It was a beautiful day to golf for a cause.
New Community’s 21st Annual Golf Outing brought together committed business partners and community members for a daylong charity event at the Montclair Golf Club in West Orange.
More than 85 golfers participated in the fundraiser, which was co-chaired by Michael Kasian, senior vice president at Tishman Construction, Robert Shawah, senior account manager vice president at Wells Fargo Insurance Services, and Michael Pintabone, partner at WithumSmith+Brown.
The golf outing benefited NCC’s youth and education programs, the Monsignor William J. Linder Scholarship Fund, which financially supports needy students so that they can attend premier prep schools in the region, and New Community’s transitional housing facility for the homeless called Harmony House
“I hope you enjoyed the beautiful weather and some friendly competition,” Richard Rohrman, CEO of New Community, said to the golfers during his remarks at the dinner reception.
Aze Williams, a 14-year-old resident of Harmony House, shared with the golfers about her family’s experience coming to NCC’s transitional housing facility last September.
“In a couple of weeks, I felt right at home. The Harmony House staff cares for every child. I know this because they always make sure that everything is all right at home and in school,” Williams said.
The evening program included a cocktail hour, dinner, testimonials from Williams as well as fellow Harmony House residents Khalilah Boyd and Monique Sessoms, a silent auction and contest prizes. Jim Decker of WithumSmith+Brown won the 50/50 cash raffle.

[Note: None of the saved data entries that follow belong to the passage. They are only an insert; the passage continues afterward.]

//! Token and label substitution for plain CMS text.

use std::collections::BTreeMap;

use mdp_semantics::{PlaceholderKind, accepted_token_names, resolve_token};
use tracing::debug;

use crate::interpreter::error::compute_suggestions;
use crate::interpreter::{InjectWarning, TokenSources, TokenTable};
use crate::parser::{Segment, parse_template, placeholder_source};
use crate::settings::RenderSettings;
use crate::types::Labels;

/// Rewrites text leaves of a content tree.
pub trait TextRewriter {
    fn rewrite(&self, text: &str) -> String;
}

/// Substitutes `[[token:x]]` and `[[label:x]]`.
///
/// Unresolved references are written back as their bracket literal. Every
/// other marker kind is left untouched for later passes.
///
/// # Example
///
/// ```
/// use mdp_content::interpreter::{TextParser, TokenTable};
/// use mdp_content::Labels;
/// use mdp_semantics::TokenId;
///
/// let mut tokens = TokenTable::new();
/// tokens.insert(TokenId::Forenames, "Ada");
/// let labels = Labels::from_iter([("greeting", "Hello [[token:forenames]]")]);
/// let parser = TextParser::new(tokens, &labels);
///
/// assert_eq!(parser.parse("[[label:greeting]]!"), "Hello Ada!");
/// assert_eq!(parser.parse("[[token:surname]]"), "[[token:surname]]");
/// assert_eq!(parser.parse("See [[modal:help]]"), "See [[modal:help]]");
/// ```
#[derive(Debug, Clone, Default)]
pub struct TextParser {
    tokens: TokenTable,
    /// Label text with tokens already substituted.
    labels: BTreeMap<String, String>,
}

impl TextParser {
    /// Build a parser from a token table and CMS labels.
    ///
    /// Labels may reference tokens; they are rendered through the token rules
    /// once here. Labels referencing other labels are not expanded.
    pub fn new(tokens: TokenTable, labels: &Labels) -> Self {
        let token_only = TextParser {
            tokens,
            labels: BTreeMap::new(),
        };
        let rendered = labels
            .iter()
            .map(|(key, text)| (key.to_string(), token_only.parse(text)))
            .collect();
        TextParser {
            tokens: token_only.tokens,
            labels: rendered,
        }
    }

    /// Compute the token table from `sources` and register its labels.
    pub fn from_sources(sources: &TokenSources, settings: &RenderSettings) -> Self {
        Self::new(TokenTable::build(sources, settings), &sources.labels)
    }

    pub fn tokens(&self) -> &TokenTable {
        &self.tokens
    }

    /// The rendered text of a label, if authored.
    pub fn label(&self, key: &str) -> Option<&str> {
        self.labels.get(key).map(String::as_str)
    }

    /// Substitute tokens and labels in `text`.
    pub fn parse(&self, text: &str) -> String {
        self.parse_with_warnings(text).0
    }

    /// Substitute tokens and labels, reporting unresolved references.
    pub fn parse_with_warnings(&self, text: &str) -> (String, Vec<InjectWarning>) {
        let mut warnings = Vec::new();
        if !text.contains("[[") {
            return (text.to_string(), warnings);
        }

        let template = parse_template(text);
        let mut output = String::with_capacity(text.len());
        for segment in &template.segments {
            match segment {
                Segment::Literal(literal) => output.push_str(literal),
                Segment::Placeholder { kind, argument } => {
                    match self.substitute(*kind, argument, &mut warnings) {
                        Some(value) => output.push_str(value),
                        None => output.push_str(&placeholder_source(*kind, argument)),
                    }
                }
            }
        }
        (output, warnings)
    }

    /// The replacement for a token or label marker, if it resolves.
    ///
    /// Returns `None` for unresolved references and for every other kind.
    fn substitute(
        &self,
        kind: PlaceholderKind,
        argument: &str,
        warnings: &mut Vec<InjectWarning>,
    ) -> Option<&str> {
        match kind {
            PlaceholderKind::Token => {
                let value = self.tokens.get_by_name(argument);
                if value.is_none() {
                    let warning = token_warning(argument);
                    debug!(%warning, "unresolved token");
                    push_unique(warnings, warning);
                }
                value
            }
            PlaceholderKind::Label => {
                let value = self.label(argument);
                if value.is_none() {
                    let available: Vec<&str> = self.labels.keys().map(String::as_str).collect();
                    let warning = InjectWarning::UnknownLabel {
                        key: argument.to_string(),
                        suggestions: compute_suggestions(argument, &available),
                    };
                    debug!(%warning, "unresolved label");
                    push_unique(warnings, warning);
                }
                value
            }
            PlaceholderKind::Modal
            | PlaceholderKind::Tooltip
            | PlaceholderKind::Message
            | PlaceholderKind::Button
            | PlaceholderKind::Timer
            | PlaceholderKind::Icon
            | PlaceholderKind::Badge
            | PlaceholderKind::DataCurrency
            | PlaceholderKind::DataDate
            | PlaceholderKind::DataText
            | PlaceholderKind::DataTimeTo => None,
        }
    }
}

impl TextRewriter for TextParser {
    fn rewrite(&self, text: &str) -> String {
        self.parse(text)
    }
}

fn token_warning(name: &str) -> InjectWarning {
    if resolve_token(name).is_some() {
        InjectWarning::MissingToken {
            name: name.to_string(),
        }
    } else {
        InjectWarning::UnknownToken {
            name: name.to_string(),
            suggestions: compute_suggestions(name, &accepted_token_names()),
        }
    }
}

fn push_unique(warnings: &mut Vec<InjectWarning>, warning: InjectWarning) {
    if !warnings.contains(&warning) {
        warnings.push(warning);
    }
}
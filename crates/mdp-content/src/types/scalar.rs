use std::fmt::{Display, Formatter, Result as FmtResult};

use serde::{Deserialize, Serialize};
use serde_json::{Number as JsonNumber, Value as JsonValue};

/// A leaf value found in a quote option tree.
///
/// Calculation responses mix numbers, strings and flags at the leaves. The
/// variant order matters for untagged deserialization: booleans first, then
/// numbers, then text.
///
/// # Example
///
/// ```
/// use mdp_content::Scalar;
///
/// let amount: Scalar = 1200.into();
/// assert_eq!(amount.as_number(), Some(1200.0));
/// assert_eq!(amount.to_string(), "1200");
///
/// let label: Scalar = "Full pension".into();
/// assert_eq!(label.as_text(), Some("Full pension"));
/// ```
#[derive(Debug, Clone, PartialEq, Serialize, Deserialize)]
#[serde(untagged)]
pub enum Scalar {
    Bool(bool),
    Number(f64),
    Text(String),
}

impl Scalar {
    /// Get this value as a number. Numeric text is parsed.
    pub fn as_number(&self) -> Option<f64> {
        match self {
            Scalar::Number(n) => Some(*n),
            Scalar::Text(s) => s.trim().parse().ok(),
            Scalar::Bool(_) => None,
        }
    }

    /// Get this value as text, if it is text.
    pub fn as_text(&self) -> Option<&str> {
        match self {
            Scalar::Text(s) => Some(s),
            Scalar::Bool(_) | Scalar::Number(_) => None,
        }
    }

    /// Convert a JSON leaf into a scalar. Arrays, objects and null are not scalars.
    pub fn from_json(value: &JsonValue) -> Option<Scalar> {
        match value {
            JsonValue::Bool(b) => Some(Scalar::Bool(*b)),
            JsonValue::Number(n) => n.as_f64().map(Scalar::Number),
            JsonValue::String(s) => Some(Scalar::Text(s.clone())),
            JsonValue::Null | JsonValue::Array(_) | JsonValue::Object(_) => None,
        }
    }
}

impl Display for Scalar {
    fn fmt(&self, f: &mut Formatter<'_>) -> FmtResult {
        match self {
            Scalar::Bool(b) => write!(f, "{b}"),
            Scalar::Number(n) if n.fract() == 0.0 && n.abs() < 1e15 => write!(f, "{}", *n as i64),
            Scalar::Number(n) => write!(f, "{n}"),
            Scalar::Text(s) => write!(f, "{s}"),
        }
    }
}

impl From<i32> for Scalar {
    fn from(n: i32) -> Self {
        Scalar::Number(f64::from(n))
    }
}

impl From<u32> for Scalar {
    fn from(n: u32) -> Self {
        Scalar::Number(f64::from(n))
    }
}

impl From<f64> for Scalar {
    fn from(n: f64) -> Self {
        Scalar::Number(n)
    }
}

impl From<bool> for Scalar {
    fn from(b: bool) -> Self {
        Scalar::Bool(b)
    }
}

impl From<String> for Scalar {
    fn from(s: String) -> Self {
        Scalar::Text(s)
    }
}

impl From<&str> for Scalar {
    fn from(s: &str) -> Self {
        Scalar::Text(s.to_string())
    }
}

impl From<Scalar> for JsonValue {
    fn from(value: Scalar) -> Self {
        match value {
            Scalar::Bool(b) => JsonValue::Bool(b),
            Scalar::Number(n) => JsonNumber::from_f64(n).map_or(JsonValue::Null, JsonValue::Number),
            Scalar::Text(s) => JsonValue::String(s),
        }
    }
}
//! Token and label injection.
//!
//! This module builds the per-page token table, substitutes `[[token:x]]`
//! and `[[label:x]]` markers in CMS text, rewrites HTML fragments for the
//! DOM pass, and walks whole content trees.

mod context;
mod error;
mod html;
mod inject;
mod plural;
mod text;
mod tokens;

pub use context::TokenSources;
pub use error::{InjectWarning, LoadError, compute_suggestions};
pub use html::{DirectiveSpan, HtmlParser, strip_empty_elements};
pub use inject::inject;
pub use plural::{count_with_unit, plural_category};
pub use text::{TextParser, TextRewriter};
pub use tokens::TokenTable;
mod cms_tokens;
mod content;
mod labels;
mod quote;
mod scalar;
mod summary;

pub use cms_tokens::{CmsTokens, PostalAddress};
pub use content::ContentNode;
pub use labels::Labels;
pub use quote::{AttributeValue, QuoteOption};
pub use scalar::Scalar;
pub use summary::{SummaryFormat, SummaryItem};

Earlier in the day, golfers arrived and received complimentary warm-up and stretching exercises courtesy of Kessler Rehabilitation Center physical therapist Tony Lin.
Golfers enjoyed a buffet luncheon on the patio in the company of Harmony House Early Learning Center students and NCC staff, and then hit the golf course.
For Boyd, 34, Harmony House played a key role in stabilizing the living situation for herself and two of her sons so that she could secure a job as a preschool teacher and administrative assistant and search for permanent housing.
“I’m here to attest that the Harmony House was and has been a great help,” she said.
Monique Sessoms, who was homeless for nearly two years before she found refuge at Harmony House, said that becoming homeless took a toll on her self confidence. “There’s such a stigma attached” to being homeless, she said. But staying at Harmony House has “been the best thing that’s happened,” Sessoms said, and has helped the 29-year-old single mother during the crucial years of raising a toddler daughter and infant son.
For Tracey Battles, NCC philanthropy officer who headed the golf committee, hearing the personal stories shared is what makes the golf outing so impactful.
“The golfers want to know who it is they are supporting and this allows them to hear, but also understand and feel, what difference their donations make in a person’s life,” he said.